We investigated the effect of chloride and potassium channel blockers on the antinociception induced by GABA C receptor agonist CACA ( cis-4-aminocrotonic acid) using the paw pressure test, in which pain sensitivity was increased by an intraplantar injection (2 μg) of prostaglandin E 2 (PGE 2). CACA administered locally into the right hindpaw (25, 50 and 100 μg/paw) elicited a dose-dependent antinociceptive effect which was demonstrated to be local, since only higher doses produced an effect when injected in the contralateral paw. The GABA C receptor antagonist (1,2,5,6 tetrahydropyridin-4-yl) methylphosphinic acid (TPMPA; 5, 10 and 20 μg/paw) antagonized, in a dose-dependent manner, the peripheral antinociception induced by CACA (100 μg), suggesting a specific effect. This effect was reversed by the chloride channel coupled receptor blocker picrotoxin (0.8 μg/paw).
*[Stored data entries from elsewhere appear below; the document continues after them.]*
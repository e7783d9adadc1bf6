use image::imageops;
use serde::{Deserialize, Serialize};

use super::{StageContext, TransformStage, WorkingImage};
use crate::error::{PipelineError, PipelineResult};
use crate::pipeline::raster::RasterBuffer;

const STAGE: &str = "rotate";

/// Rotation about the image center, with optional mirroring.
///
/// Positive angles turn clockwise. Flips are applied to the source before
/// rotating. The output canvas is the bounding box of the rotated image;
/// uncovered corners are transparent.
#[derive(Debug, Clone, Copy, PartialEq, Serialize, Deserialize)]
pub struct RotateSpec {
    #[serde(default)]
    pub degrees: f64,
    #[serde(default)]
    pub flip_horizontal: bool,
    #[serde(default)]
    pub flip_vertical: bool,
}

impl RotateSpec {
    pub fn degrees(degrees: f64) -> Self {
        Self {
            degrees,
            flip_horizontal: false,
            flip_vertical: false,
        }
    }
}

/// Canvas size needed to hold a `width` x `height` image rotated by `degrees`.
pub fn bounding_box(width: u32, height: u32, degrees: f64) -> (u32, u32) {
    match right_angle(degrees) {
        Some(0 | 180) => return (width, height),
        Some(_) => return (height, width),
        None => {}
    }
    let (sin, cos) = degrees.to_radians().sin_cos();
    let (w, h) = (f64::from(width), f64::from(height));
    let bw = w * cos.abs() + h * sin.abs();
    let bh = w * sin.abs() + h * cos.abs();
    ((bw.round() as u32).max(1), (bh.round() as u32).max(1))
}

/// Normalized angle when it is a whole multiple of 90 degrees.
fn right_angle(degrees: f64) -> Option<u32> {
    let normalized = degrees.rem_euclid(360.0);
    let quarter = (normalized / 90.0).round();
    if (normalized - quarter * 90.0).abs() < 1e-9 {
        Some((quarter as u32 % 4) * 90)
    } else {
        None
    }
}

fn rotate_free(src: &RasterBuffer, degrees: f64) -> PipelineResult<RasterBuffer> {
    let (w, h) = src.dimensions();
    let (out_w, out_h) = bounding_box(w, h, degrees);
    let (sin, cos) = degrees.to_radians().sin_cos();
    let (src_cx, src_cy) = (f64::from(w) / 2.0, f64::from(h) / 2.0);
    let (dst_cx, dst_cy) = (f64::from(out_w) / 2.0, f64::from(out_h) / 2.0);

    let mut out = RasterBuffer::new(out_w, out_h)?;
    for y in 0..out_h {
        let dy = f64::from(y) + 0.5 - dst_cy;
        for x in 0..out_w {
            let dx = f64::from(x) + 0.5 - dst_cx;
            // Inverse of a clockwise turn in y-down coordinates
            let sx = cos * dx + sin * dy + src_cx;
            let sy = -sin * dx + cos * dy + src_cy;
            let px = src.sample_bilinear(sx, sy);
            if px[3] > 0 {
                out.set_pixel(x, y, px);
            }
        }
    }
    Ok(out)
}

impl TransformStage for RotateSpec {
    fn name(&self) -> &'static str {
        STAGE
    }

    fn validate(&self, _ctx: &StageContext) -> PipelineResult<()> {
        if !self.degrees.is_finite() {
            return Err(PipelineError::invalid(STAGE, "degrees must be a finite number"));
        }
        Ok(())
    }

    fn apply(&self, image: WorkingImage, ctx: &StageContext) -> PipelineResult<WorkingImage> {
        let WorkingImage { mut buffer, target } = image;
        if self.flip_horizontal {
            buffer.flip_horizontal();
        }
        if self.flip_vertical {
            buffer.flip_vertical();
        }

        let buffer = match right_angle(self.degrees) {
            Some(0) => buffer,
            Some(90) => RasterBuffer::from_rgba_image(imageops::rotate90(&buffer.into_rgba_image()))?,
            Some(180) => {
                RasterBuffer::from_rgba_image(imageops::rotate180(&buffer.into_rgba_image()))?
            }
            Some(_) => {
                RasterBuffer::from_rgba_image(imageops::rotate270(&buffer.into_rgba_image()))?
            }
            None => {
                let (w, h) = bounding_box(buffer.width(), buffer.height(), self.degrees);
                if w > ctx.max_dimension || h > ctx.max_dimension {
                    return Err(PipelineError::invalid(
                        STAGE,
                        format!("rotated canvas {w}x{h} exceeds the {}px limit", ctx.max_dimension),
                    ));
                }
                rotate_free(&buffer, self.degrees)?
            }
        };

        Ok(WorkingImage { buffer, target })
    }
}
Glibenclamide (160 μg) and tolbutamide (320 μg), blockers of ATP-sensitive potassium channels, charybdotoxin (2 μg), a large-conductance potassium channel blocker, dequalinium (50 μg), a small-conductance potassium channel blocker, and cesium (500 μg), a non-specific potassium channel blocker did not modify the peripheral antinociception induced by CACA. This study provides evidence that activation of GABA C receptors in the periphery induces antinociception, that this effect results from the activation of chloride channel coupled GABA C receptors and that potassium channels appear not to be involved.